26/07/2022
A onda de calor que atinge a Europa Ocidental tem impressionado pelos contínuos distúrbios na vida cotidiana: impacto sobre corpo e saúde das pessoas, alta demanda por água e energia para resfriar ambientes numa época em que esses recursos estão pressionados, além de incêndios de difícil controle em florestas —um fenômeno agora presenciado em áreas urbanas.
Na quarta-feira (20), quando a temperatura em Londres atingiu o recorde de 40,3°C, os bombeiros locais tiveram o dia com mais chamados desde a Segunda Guerra Mundial.
Esta semana também marcou a primeira vez na história que os britânicos tiveram registros oficiais acima do patamar de 40°C.
O Met Office, o serviço meteorológico do Reino Unido, relaciona a presente onda de calor à mudança climática provocada pela ação humana global.
"As chances de observar 40°C no Reino Unido é dez vezes mais provável nas atuais condições do que sob um clima que não teve influência humana. A probabilidade de exceder 40°C em qualquer lugar do território britânico em qualquer ano tem aumentado rapidamente, mesmo com as promessas de redução de emissões [de gás carbônico]", diz Nikos Christidis, cientista do serviço.

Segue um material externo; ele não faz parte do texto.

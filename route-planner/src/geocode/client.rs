//! Nominatim HTTP client.
//!
//! Blocking client for the Nominatim search endpoint. Honors the service's
//! usage policy by spacing consecutive requests at least one second apart;
//! the wait happens on the caller's thread.

use std::thread;
use std::time::{Duration, Instant};

use tracing::{debug, warn};

use crate::domain::AddressRecord;

use super::Geocoder;
use super::types::NominatimPlace;

/// Default base URL for the public Nominatim instance.
const DEFAULT_BASE_URL: &str = "https://nominatim.openstreetmap.org";

/// User-Agent sent with every request, as the usage policy requires.
const USER_AGENT: &str = "route-planner/0.1 (address graph tool)";

/// Minimum spacing between consecutive outbound requests.
const MIN_REQUEST_SPACING: Duration = Duration::from_secs(1);

/// Errors from the Nominatim HTTP client.
///
/// These never escape [`Geocoder::lookup`]; they exist so the transport
/// layer can be tested and logged precisely.
#[derive(Debug, thiserror::Error)]
pub enum GeocodeError {
    /// HTTP request failed (network error, timeout, …).
    #[error("geocode request failed: {0}")]
    Http(#[from] reqwest::Error),

    /// The API answered with a non-success status code.
    #[error("geocode API returned status {status}")]
    Api { status: u16 },
}

/// Simple leaky-bucket-of-one request spacer.
///
/// Owns the timestamp of the last outbound request; there is no
/// process-wide state. `wait` sleeps out whatever remains of the minimum
/// interval, `stamp` records a request as sent.
#[derive(Debug)]
pub(crate) struct RequestSpacer {
    min_interval: Duration,
    last_request: Option<Instant>,
}

impl RequestSpacer {
    pub(crate) fn new(min_interval: Duration) -> Self {
        Self {
            min_interval,
            last_request: None,
        }
    }

    pub(crate) fn wait(&mut self) {
        if let Some(last) = self.last_request {
            let elapsed = last.elapsed();
            if elapsed < self.min_interval {
                thread::sleep(self.min_interval - elapsed);
            }
        }
    }

    pub(crate) fn stamp(&mut self) {
        self.last_request = Some(Instant::now());
    }
}

/// Configuration for the Nominatim client.
#[derive(Debug, Clone)]
pub struct NominatimConfig {
    /// Base URL for the API (defaults to the public instance).
    pub base_url: String,
    /// Request timeout in seconds.
    pub timeout_secs: u64,
}

impl Default for NominatimConfig {
    fn default() -> Self {
        Self {
            base_url: DEFAULT_BASE_URL.to_string(),
            timeout_secs: 30,
        }
    }
}

impl NominatimConfig {
    /// Set a custom base URL (for testing).
    pub fn with_base_url(mut self, url: impl Into<String>) -> Self {
        self.base_url = url.into();
        self
    }
}

/// Blocking Nominatim search client.
pub struct NominatimClient {
    http: reqwest::blocking::Client,
    base_url: String,
    spacer: RequestSpacer,
}

impl NominatimClient {
    /// Creates a client from the given configuration.
    pub fn new(config: NominatimConfig) -> Result<Self, GeocodeError> {
        let http = reqwest::blocking::Client::builder()
            .user_agent(USER_AGENT)
            .timeout(Duration::from_secs(config.timeout_secs))
            .build()?;

        Ok(Self {
            http,
            base_url: config.base_url,
            spacer: RequestSpacer::new(MIN_REQUEST_SPACING),
        })
    }

    /// Issues a single best-match search request.
    fn search(&mut self, query: &str) -> Result<Vec<NominatimPlace>, GeocodeError> {
        self.spacer.wait();

        let url = format!("{}/search", self.base_url);
        let result = self
            .http
            .get(&url)
            .query(&[
                ("q", query),
                ("format", "json"),
                ("addressdetails", "1"),
                ("limit", "1"),
            ])
            .send();
        self.spacer.stamp();

        let response = result?;
        let status = response.status();
        if !status.is_success() {
            return Err(GeocodeError::Api {
                status: status.as_u16(),
            });
        }

        Ok(response.json()?)
    }
}

impl Geocoder for NominatimClient {
    fn lookup(&mut self, query: &str) -> Option<AddressRecord> {
        debug!(query, "geocoding address");

        let places = match self.search(query) {
            Ok(places) => places,
            Err(error) => {
                warn!(query, %error, "geocode request failed, treating as no match");
                return None;
            }
        };

        let place = places.into_iter().next()?;
        match place.into_record() {
            Ok(record) => Some(record),
            Err(error) => {
                warn!(query, %error, "geocode result unusable, treating as no match");
                None
            }
        }
    }
}

#[cfg(test)]
mod tests {
    use super::*;

    #[test]
    fn config_defaults() {
        let config = NominatimConfig::default();
        assert_eq!(config.base_url, DEFAULT_BASE_URL);
        assert_eq!(config.timeout_secs, 30);
    }

    #[test]
    fn config_with_base_url() {
        let config = NominatimConfig::default().with_base_url("http://localhost:8080");
        assert_eq!(config.base_url, "http://localhost:8080");
    }

    #[test]
    fn client_creation() {
        assert!(NominatimClient::new(NominatimConfig::default()).is_ok());
    }

    #[test]
    fn unreachable_host_is_no_match() {
        // Port 9 (discard) refuses connections; the failure must surface
        // as "no match", not an error.
        let config = NominatimConfig::default()
            .with_base_url("http://127.0.0.1:9");
        let mut client = NominatimClient::new(config).unwrap();

        assert!(client.lookup("anywhere").is_none());
    }

    #[test]
    fn spacer_enforces_minimum_interval() {
        let mut spacer = RequestSpacer::new(Duration::from_millis(50));

        // First request goes through immediately.
        let start = Instant::now();
        spacer.wait();
        spacer.stamp();
        assert!(start.elapsed() < Duration::from_millis(40));

        // Second request waits out the remainder of the interval.
        let start = Instant::now();
        spacer.wait();
        spacer.stamp();
        assert!(start.elapsed() >= Duration::from_millis(40));
    }

    #[test]
    fn spacer_does_not_wait_after_interval_passed() {
        let mut spacer = RequestSpacer::new(Duration::from_millis(10));
        spacer.stamp();
        thread::sleep(Duration::from_millis(20));

        let start = Instant::now();
        spacer.wait();
        assert!(start.elapsed() < Duration::from_millis(10));
    }
}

A Europa Ocidental tem contribuído mais para a meta de cortar emissões de gases —crucial para deter o aquecimento global— em comparação com outros países desenvolvidos. Mas, como disse uma vez o ex-secretário-geral da ONU Ban Ki-moon, "a mudança climática não respeita fronteiras".

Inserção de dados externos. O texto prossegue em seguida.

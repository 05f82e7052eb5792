//! Route result types.
//!
//! A [`Route`] is a computed value: it is rebuilt from the graphs on every
//! query and never persisted. The planner returns routes enriched with
//! per-leg instructions and point geometry pulled from the address store.

use super::{Coordinates, Criterion, TransportMode};

/// A single navigation step between two consecutive stops.
#[derive(Debug, Clone, PartialEq)]
pub struct Instruction {
    /// Human-readable step text.
    pub text: String,
    /// Leg length in kilometers.
    pub distance_km: f64,
    /// Estimated leg duration in seconds.
    pub duration_secs: f64,
    /// Transport mode this leg assumes.
    pub mode: TransportMode,
}

/// An ordered visiting path over stored addresses.
#[derive(Debug, Clone, PartialEq, Default)]
pub struct Route {
    /// Visited address keys, origin first.
    pub stops: Vec<String>,
    /// Total cost under the criterion the search minimized.
    pub cost: f64,
    /// One coordinate per visited stop, concatenated across legs.
    pub geometry: Vec<Coordinates>,
    /// One instruction per leg.
    pub instructions: Vec<Instruction>,
}

impl Route {
    /// Number of legs (one less than the number of stops; zero for the
    /// trivial single-stop route).
    pub fn leg_count(&self) -> usize {
        self.stops.len().saturating_sub(1)
    }
}

/// Aggregate metrics derived from a [`Route`].
#[derive(Debug, Clone, PartialEq)]
pub struct RouteSummary {
    /// Sum of great-circle distances over consecutive stops, km.
    pub total_distance_km: f64,
    /// Estimated total travel time in minutes.
    pub total_time_mins: f64,
    /// Number of line/mode changes; always 0 for private transport.
    pub transfers: usize,
    /// Criterion the route was optimized for.
    pub criterion: Criterion,
    /// Transport mode the route assumes.
    pub transport: TransportMode,
}

/// Result of the exhaustive multi-destination search.
#[derive(Debug, Clone, PartialEq)]
pub struct MultiRouteResult {
    /// The cheapest concatenated route found.
    pub route: Route,
    /// How many destination orderings were evaluated (n! for n
    /// destinations).
    pub orderings_evaluated: usize,
}

/// Result of the nearest-neighbour greedy ordering.
///
/// The greedy walk stops as soon as no unvisited destination is directly
/// connected to the last visited stop, so the route may be partial.
#[derive(Debug, Clone, PartialEq)]
pub struct GreedyRouteResult {
    /// The (possibly partial) open path; it does not return to the origin.
    pub route: Route,
    /// Destinations that could not be reached by a direct edge, in the
    /// order the caller listed them.
    pub unvisited: Vec<String>,
}

#[cfg(test)]
mod tests {
    use super::*;

    #[test]
    fn leg_count() {
        let mut route = Route::default();
        assert_eq!(route.leg_count(), 0);

        route.stops = vec!["a".into()];
        assert_eq!(route.leg_count(), 0);

        route.stops = vec!["a".into(), "b".into(), "c".into()];
        assert_eq!(route.leg_count(), 2);
    }
}
//! Single-pair shortest path search.

use std::cmp::Ordering;
use std::collections::{BinaryHeap, HashMap};

use tracing::debug;

use crate::distance::haversine_km;
use crate::domain::{Criterion, Route};
use crate::graph::{EdgeMetadata, TransitEdge};

use super::{Planner, RouteError, legs};

/// Heap entry for the Dijkstra frontier. Ordered as a min-heap on cost,
/// with the key as a stable tie-break so runs are reproducible.
#[derive(Debug, Clone, Copy)]
struct SearchState<'s> {
    cost: f64,
    key: &'s str,
}

impl PartialEq for SearchState<'_> {
    fn eq(&self, other: &Self) -> bool {
        self.cmp(other) == Ordering::Equal
    }
}

impl Eq for SearchState<'_> {}

impl Ord for SearchState<'_> {
    fn cmp(&self, other: &Self) -> Ordering {
        // Reversed: BinaryHeap is a max-heap, we need the cheapest first.
        other
            .cost
            .total_cmp(&self.cost)
            .then_with(|| other.key.cmp(self.key))
    }
}

impl PartialOrd for SearchState<'_> {
    fn partial_cmp(&self, other: &Self) -> Option<Ordering> {
        Some(self.cmp(other))
    }
}

fn connectivity_weight(metadata: &EdgeMetadata, criterion: Criterion) -> f64 {
    match criterion {
        // Duration is not modeled on private-transport edges, so time
        // optimization uses distance as a proxy.
        Criterion::Distance | Criterion::Time => metadata.distance(),
        Criterion::Transfers => 1.0,
    }
}

fn transit_weight(edge: &TransitEdge, criterion: Criterion) -> f64 {
    match criterion {
        Criterion::Distance => edge.distance_km,
        Criterion::Time => edge.duration_mins,
        Criterion::Transfers => 1.0,
    }
}

impl Planner<'_> {
    /// Finds the cheapest path between two stored addresses under the
    /// given criterion.
    ///
    /// When the graph holds no path between the endpoints the result is a
    /// synthesized two-stop route costed at the plain great-circle
    /// distance, so a disconnected graph degrades to a geometrically
    /// naive answer instead of a failure. Equal-cost alternatives resolve
    /// to whichever path the search settles first; that order is stable
    /// for a given graph but is not a contractual tie-break.
    pub fn shortest_path(
        &self,
        origin: &str,
        destination: &str,
        criterion: Criterion,
    ) -> Result<Route, RouteError> {
        self.require(origin)?;
        self.require(destination)?;

        let (stops, cost) = match self.dijkstra(origin, destination, criterion) {
            Some(found) => found,
            None => {
                debug!(origin, destination, "no path in graph, using direct fallback");
                let direct = haversine_km(
                    &legs::point(self.store, origin)?,
                    &legs::point(self.store, destination)?,
                )?;
                (vec![origin.to_string(), destination.to_string()], direct)
            }
        };

        self.assemble(stops, cost)
    }

    /// Direct edge weight between two keys under the criterion, if the
    /// graph for the current transport mode has such an edge. For transit
    /// the cheapest of any parallel edges wins.
    pub(super) fn direct_edge_weight(&self, from: &str, to: &str, criterion: Criterion) -> Option<f64> {
        if self.transport.is_private() {
            self.store
                .connectivity()
                .edge(from, to)
                .map(|metadata| connectivity_weight(metadata, criterion))
        } else {
            self.store
                .transit()
                .edges_from(from)
                .iter()
                .filter(|edge| edge.to == to)
                .map(|edge| transit_weight(edge, criterion))
                .min_by(f64::total_cmp)
        }
    }

    fn successors<'s>(&'s self, key: &str, criterion: Criterion) -> Vec<(&'s str, f64)> {
        if self.transport.is_private() {
            self.store
                .connectivity()
                .edges_from(key)
                .map(|(to, metadata)| (to, connectivity_weight(metadata, criterion)))
                .collect()
        } else {
            self.store
                .transit()
                .edges_from(key)
                .iter()
                .map(|edge| (edge.to.as_str(), transit_weight(edge, criterion)))
                .collect()
        }
    }

    fn dijkstra<'s>(
        &'s self,
        origin: &'s str,
        destination: &'s str,
        criterion: Criterion,
    ) -> Option<(Vec<String>, f64)> {
        let mut dist: HashMap<&'s str, f64> = HashMap::new();
        let mut prev: HashMap<&'s str, &'s str> = HashMap::new();
        let mut heap = BinaryHeap::new();

        dist.insert(origin, 0.0);
        heap.push(SearchState {
            cost: 0.0,
            key: origin,
        });

        while let Some(SearchState { cost, key }) = heap.pop() {
            if key == destination {
                return Some((reconstruct(&prev, origin, destination), cost));
            }

            // Stale entry: a cheaper way to this node was already settled.
            if dist.get(key).is_some_and(|&best| cost > best) {
                continue;
            }

            for (next, weight) in self.successors(key, criterion) {
                let candidate = cost + weight;
                if dist.get(next).is_none_or(|&best| candidate < best) {
                    dist.insert(next, candidate);
                    prev.insert(next, key);
                    heap.push(SearchState {
                        cost: candidate,
                        key: next,
                    });
                }
            }
        }

        None
    }
}

fn reconstruct(prev: &HashMap<&str, &str>, origin: &str, destination: &str) -> Vec<String> {
    let mut stops = vec![destination.to_string()];
    let mut key = destination;
    while key != origin {
        match prev.get(key) {
            Some(&parent) => {
                stops.push(parent.to_string());
                key = parent;
            }
            // Unreachable for a settled destination; bail out rather
            // than loop.
            None => break,
        }
    }
    stops.reverse();
    stops
}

"Evidentemente é um equívoco achar que essa onda de calor é um processo local da Europa. Nós temos tido eventos de calor extremo acontecendo em todos os locais do mundo, especialmente durante os períodos de verão dos respectivos hemisférios", diz o cientista do clima e professor da UECE (Universidade Estadual do Ceará) Alexandre Costa.
No Brasil, os efeitos já estão sendo percebidos.
Nos últimos anos, situações incomuns foram relacionadas à mudança climática por especialistas: uma tempestade de areia no interior paulista, a maior enchente já registrada no rio Negro (AM) e capitais sob céu escuro em plena tarde por causa da fumaça de um incêndio na Amazônia.
Um relatório do Painel Intergovernamental sobre Mudanças Climáticas (IPCC) aponta que o semiárido brasileiro, que engloba boa parte do Nordeste e o norte de Minas Gerais, já enfrenta secas mais intensas e temperaturas mais altas, o que está acelerando o processo de desertificação.
Alexandre Costa afirma que a recente tragédia das chuvas em Pernambuco, que deixou quase 130 mortos entre o final de maio e o começo de junho, têm fortes evidências de relação com as mudanças climáticas.